AMLO informó que para el presupuesto “2019”, se suprimirá la partida destinada a cubrir las ayudas a los ex presidentes de la República. Algunos ex presidentes reaccionaron ante tal decisión, más con humor, que con un ánimo de reclamo.
Aparentemente hasta ahora, el único ex presidente de la República que no ha felicitado al presidente electo, es Ernesto Zedillo. Varios medios y analistas desde hace unos meses consideraron esta propuesta, tomando en consideración que se trata de una partida basada en un acuerdo que se toma cada año y que se envía al presupuesto. Tal partida incluye las pensiones mensuales. El mismo López Obrador aseguró que son alrededor de 110 servidores públicos que se han encontrado trabajando para los ex mandatarios y sus familias y además tienen a su disposición, 80 militares de alto rango a su servicio.

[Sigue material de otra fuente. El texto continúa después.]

//! Registry actor commands and errors.
//!
//! - `RegistryCommand`: requests sent to the actor, each with a oneshot reply
//! - `RegistryError`: failures of registry operations

use std::time::Duration;

use relay_core::{RelayError, Username};
use thiserror::Error;
use tokio::sync::oneshot;

use crate::locks::ConnId;

// ============================================================================
// Registry Commands
// ============================================================================

/// Commands sent to the registry actor.
#[derive(Debug)]
pub enum RegistryCommand {
    /// Resolve a username to its live connection, if any.
    ///
    /// # Errors
    /// - `RegistryError::UnknownUser` if the name is not authorized
    Lookup {
        username: String,
        respond_to: oneshot::Sender<Result<Option<ConnId>, RegistryError>>,
    },

    /// Mark a disconnected user as connected on `conn`.
    ///
    /// # Errors
    /// - `RegistryError::UnknownUser` if the name is not authorized
    /// - `RegistryError::AlreadyConnected` if the user is already bound
    Bind {
        username: String,
        conn: ConnId,
        respond_to: oneshot::Sender<Result<Username, RegistryError>>,
    },

    /// Mark a connected user as disconnected.
    ///
    /// Responds with the released handle and how long the user was online.
    ///
    /// # Errors
    /// - `RegistryError::UnknownUser` if the name is not authorized
    /// - `RegistryError::NotConnected` if the user is not bound
    Unbind {
        username: Username,
        respond_to: oneshot::Sender<Result<(ConnId, Duration), RegistryError>>,
    },

    /// Snapshot of every connected user with its handle, in registry order.
    ConnectedTargets {
        respond_to: oneshot::Sender<Vec<(Username, ConnId)>>,
    },

    /// Unbind every connected user at once, returning what was bound.
    DisconnectAll {
        respond_to: oneshot::Sender<Vec<(Username, ConnId)>>,
    },

    /// Counts of `(authorized, connected)` users.
    Count {
        respond_to: oneshot::Sender<(usize, usize)>,
    },
}

// ============================================================================
// Registry Errors
// ============================================================================

/// Errors from registry operations.
#[derive(Debug, Clone, Error, PartialEq, Eq)]
pub enum RegistryError {
    #[error("not a registered user: {0}")]
    UnknownUser(String),

    #[error("user already connected: {0}")]
    AlreadyConnected(String),

    #[error("user not connected: {0}")]
    NotConnected(String),

    #[error("registry channel closed")]
    ChannelClosed,
}

impl RegistryError {
    /// Maps this failure onto the client-visible error for `username`.
    ///
    /// Returns `None` for internal failures that have no client reply.
    pub fn to_relay_error(&self) -> Option<RelayError> {
        match self {
            Self::UnknownUser(name) => Some(RelayError::unknown_user(name)),
            Self::AlreadyConnected(name) => Some(RelayError::already_connected(name)),
            Self::NotConnected(name) => Some(RelayError::user_not_connected(name)),
            Self::ChannelClosed => None,
        }
    }
}
//! Frame reading and writing over any async byte stream.

use tokio::io::{AsyncRead, AsyncReadExt, AsyncWrite, AsyncWriteExt};

use crate::error::ProtocolError;
use crate::message::{MessageKind, WireMessage};

/// Maximum payload size (1 MB)
pub const MAX_PAYLOAD_LEN: usize = 1_048_576;

const HEADER_LEN: usize = 1 + 4;

/// Serializes a message into a single contiguous frame.
fn encode(msg: &WireMessage) -> Result<Vec<u8>, ProtocolError> {
    let len = msg.payload.len();
    if len > MAX_PAYLOAD_LEN {
        return Err(ProtocolError::MessageTooLarge {
            size: len,
            max: MAX_PAYLOAD_LEN,
        });
    }
    // Bounded by MAX_PAYLOAD_LEN above
    let wire_len = len as u32;

    let mut frame = Vec::with_capacity(HEADER_LEN + len + 1);
    frame.push(msg.kind.as_byte());
    frame.extend_from_slice(&wire_len.to_ne_bytes());
    if len > 0 {
        frame.extend_from_slice(&msg.payload);
        frame.push(0);
    }
    Ok(frame)
}

/// Writes one message and flushes the writer.
///
/// The frame is assembled first and written with a single `write_all`, so
/// a caller holding exclusive access to the writer never emits a partial
/// header followed by another frame.
pub async fn write_message<W>(writer: &mut W, msg: &WireMessage) -> Result<(), ProtocolError>
where
    W: AsyncWrite + Unpin + ?Sized,
{
    let frame = encode(msg)?;
    writer.write_all(&frame).await?;
    writer.flush().await?;
    Ok(())
}

/// Reads the next application message, skipping PING frames.
///
/// A trailing newline in the payload is trimmed. End of stream before the
/// first header byte is [`ProtocolError::Closed`]; inside a frame it is
/// [`ProtocolError::Truncated`].
pub async fn read_message<R>(reader: &mut R) -> Result<WireMessage, ProtocolError>
where
    R: AsyncRead + Unpin + ?Sized,
{
    loop {
        let tag = match reader.read_u8().await {
            Ok(tag) => tag,
            Err(e) if e.kind() == std::io::ErrorKind::UnexpectedEof => {
                return Err(ProtocolError::Closed)
            }
            Err(e) => return Err(e.into()),
        };

        let mut len_buf = [0u8; 4];
        read_exact_in_frame(reader, &mut len_buf).await?;
        let len = u32::from_ne_bytes(len_buf) as usize;

        if len > MAX_PAYLOAD_LEN {
            return Err(ProtocolError::MessageTooLarge {
                size: len,
                max: MAX_PAYLOAD_LEN,
            });
        }

        let mut payload = Vec::new();
        if len > 0 {
            payload.resize(len + 1, 0);
            read_exact_in_frame(reader, &mut payload).await?;
            if payload.pop() != Some(0) {
                return Err(ProtocolError::MissingTerminator);
            }
            if payload.last() == Some(&b'\n') {
                payload.pop();
            }
        }

        let kind = MessageKind::from_byte(tag).ok_or(ProtocolError::UnknownKind(tag))?;
        if kind == MessageKind::Ping {
            continue;
        }

        return Ok(WireMessage { kind, payload });
    }
}

async fn read_exact_in_frame<R>(reader: &mut R, buf: &mut [u8]) -> Result<(), ProtocolError>
where
    R: AsyncRead + Unpin + ?Sized,
{
    match reader.read_exact(buf).await {
        Ok(_) => Ok(()),
        Err(e) if e.kind() == std::io::ErrorKind::UnexpectedEof => Err(ProtocolError::Truncated),
        Err(e) => Err(e.into()),
    }
}
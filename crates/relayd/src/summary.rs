//! Connected-users summary: the text returned by LIST.
//!
//! The summary starts as `[LIST]` and holds one ` name` token per connected
//! user, in connection order. It has its own lock, independent of the
//! session lock table.

use tokio::sync::Mutex;

/// Prefix of every LIST reply.
pub const LIST_PREFIX: &str = "[LIST]";

/// Shared, lock-protected LIST text.
#[derive(Debug)]
pub struct ConnectedSummary {
    text: Mutex<String>,
}

impl Default for ConnectedSummary {
    fn default() -> Self {
        Self::new()
    }
}

impl ConnectedSummary {
    pub fn new() -> Self {
        Self {
            text: Mutex::new(LIST_PREFIX.to_string()),
        }
    }

    /// Appends `username` to the summary.
    pub async fn add(&self, username: &str) {
        let mut text = self.text.lock().await;
        text.push(' ');
        text.push_str(username);
    }

    /// Removes the token matching `username` exactly.
    ///
    /// Names that merely contain `username` are left alone. Returns false
    /// if the name was not listed.
    pub async fn remove(&self, username: &str) -> bool {
        let mut text = self.text.lock().await;
        let mut found = false;
        let mut rebuilt = String::with_capacity(text.len());
        rebuilt.push_str(LIST_PREFIX);

        let names = text.strip_prefix(LIST_PREFIX).unwrap_or(text.as_str());
        for name in names.split_whitespace() {
            if !found && name == username {
                found = true;
                continue;
            }
            rebuilt.push(' ');
            rebuilt.push_str(name);
        }

        if found {
            *text = rebuilt;
        }
        found
    }

    /// Current LIST text.
    pub async fn snapshot(&self) -> String {
        self.text.lock().await.clone()
    }

    /// Resets to an empty list.
    pub async fn clear(&self) {
        let mut text = self.text.lock().await;
        text.clear();
        text.push_str(LIST_PREFIX);
    }
}
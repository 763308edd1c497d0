//! Authorized-users file loading.
//!
//! The file holds one username per line. Loading is strict: a single
//! malformed line rejects the whole file and nothing is kept.

use std::collections::HashSet;
use std::fs;
use std::path::{Path, PathBuf};

use thiserror::Error;
use tracing::{debug, warn};

use crate::user::{Username, UsernameError};

/// Errors that can occur while loading the authorized-users file.
#[derive(Error, Debug)]
pub enum UsersFileError {
    #[error("Failed to read authorized users file {path}: {source}")]
    Io {
        path: PathBuf,
        #[source]
        source: std::io::Error,
    },

    #[error("Invalid username {value:?} on line {line}: {reason}")]
    InvalidUsername {
        line: usize,
        value: String,
        reason: UsernameError,
    },

    #[error("Authorized users file contains no usernames")]
    Empty,
}

/// The validated list of users allowed to connect, in file order.
#[derive(Debug, Clone, PartialEq, Eq)]
pub struct AuthorizedUsers {
    names: Vec<Username>,
}

impl AuthorizedUsers {
    /// Reads and validates the file at `path`.
    pub fn load(path: impl AsRef<Path>) -> Result<Self, UsersFileError> {
        let path = path.as_ref();
        let contents = fs::read_to_string(path).map_err(|source| UsersFileError::Io {
            path: path.to_path_buf(),
            source,
        })?;

        let users = Self::parse(&contents)?;
        debug!(path = %path.display(), count = users.len(), "Loaded authorized users");
        Ok(users)
    }

    /// Validates file contents already in memory.
    ///
    /// Blank lines are skipped, duplicates are kept once.
    pub fn parse(contents: &str) -> Result<Self, UsersFileError> {
        let mut seen = HashSet::new();
        let mut names = Vec::new();

        for (idx, raw) in contents.lines().enumerate() {
            let line = raw.strip_suffix('\r').unwrap_or(raw);
            if line.is_empty() {
                continue;
            }

            let name = Username::parse(line).map_err(|reason| UsersFileError::InvalidUsername {
                line: idx + 1,
                value: line.to_string(),
                reason,
            })?;

            if seen.insert(name.clone()) {
                names.push(name);
            } else {
                warn!(username = %name, line = idx + 1, "Duplicate authorized user ignored");
            }
        }

        if names.is_empty() {
            return Err(UsersFileError::Empty);
        }

        Ok(Self { names })
    }

    /// Number of distinct authorized users.
    pub fn len(&self) -> usize {
        self.names.len()
    }

    /// Always false for a loaded list; kept for API symmetry with `len`.
    pub fn is_empty(&self) -> bool {
        self.names.is_empty()
    }

    /// Iterates usernames in file order.
    pub fn iter(&self) -> impl Iterator<Item = &Username> {
        self.names.iter()
    }
}

impl IntoIterator for AuthorizedUsers {
    type Item = Username;
    type IntoIter = std::vec::IntoIter<Username>;

    fn into_iter(self) -> Self::IntoIter {
        self.names.into_iter()
    }
}
//! Relay Protocol - Wire protocol for client/server communication
//!
//! Every frame is a 1-byte kind tag, a 4-byte native-endian length and,
//! when the length is non-zero, `length` payload bytes followed by a NUL.

pub mod error;
pub mod frame;
pub mod message;

pub use error::ProtocolError;
pub use frame::{read_message, write_message, MAX_PAYLOAD_LEN};
pub use message::{MessageKind, WireMessage};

El fundamento para el pago de las pensiones de los ex presidentes de México, no se encuentra ni en la Constitución ni en alguna ley secundaria, además de que aquél ex mandatario que reclamara, se “echaría la soga al cuello” al intentar interponer un recurso.
No puedo imaginar el repudio social que le causaría a cualquier ex gobernante de la República que quisiera conservar su pensión, sobre todo ante el hastío social que se ha demostrado a la clase política en los últimos años. Según se ha señalado en algunas publicaciones, cada ex mandatario recibe 5 millones de pesos mensuales, que quizás no les represente una gran ayuda, dependiendo de las actividades a que se dediquen cada uno de ellos o de los vínculos o conexiones que siga aprovechando aún hoy en día. Sin embargo, para un mexicano con ingresos “promedio”, el reunir tal cantidad, podría representar o un golpe de suerte, o que tiene una capacidad de ahorros increíble. Quizás muchos no lleguemos a ver esa cantidad entera en nuestras vidas… Un gran número de mexicanos vivimos del crédito y haciendo malabares para estirar el ingreso.
Es claro que lo que se acumule de las pensiones suprimidas y antes concedidas a los ex presidentes y el ahorro en la nómina de las personas a su servicio, tampoco vendrá a solucionar la crisis que viven millones de familias en nuestro país, pero puede interpretarse como una muestra de solidaridad con ellas.
Sí, así debería verse y no como una reprimenda o una lección a los ex presidentes. Por otro lado y pensando en la realidad que viven o pueden vivir los ex mandatarios, habría que considerar que se conserve su seguridad e integridad, la cual estaría expuesta si se suprimen los elementos de seguridad asignados a su favor, sobre todo si se topan con ciudadanos que quieran manifestarles o hacerles partícipes de sus inconformidades. Habrá que ver pues, qué propuestas de las hechas por el próximo presidente serán viables, realizables y “materializables” y cuáles pueden llegar a perjudicar, más que beneficiar.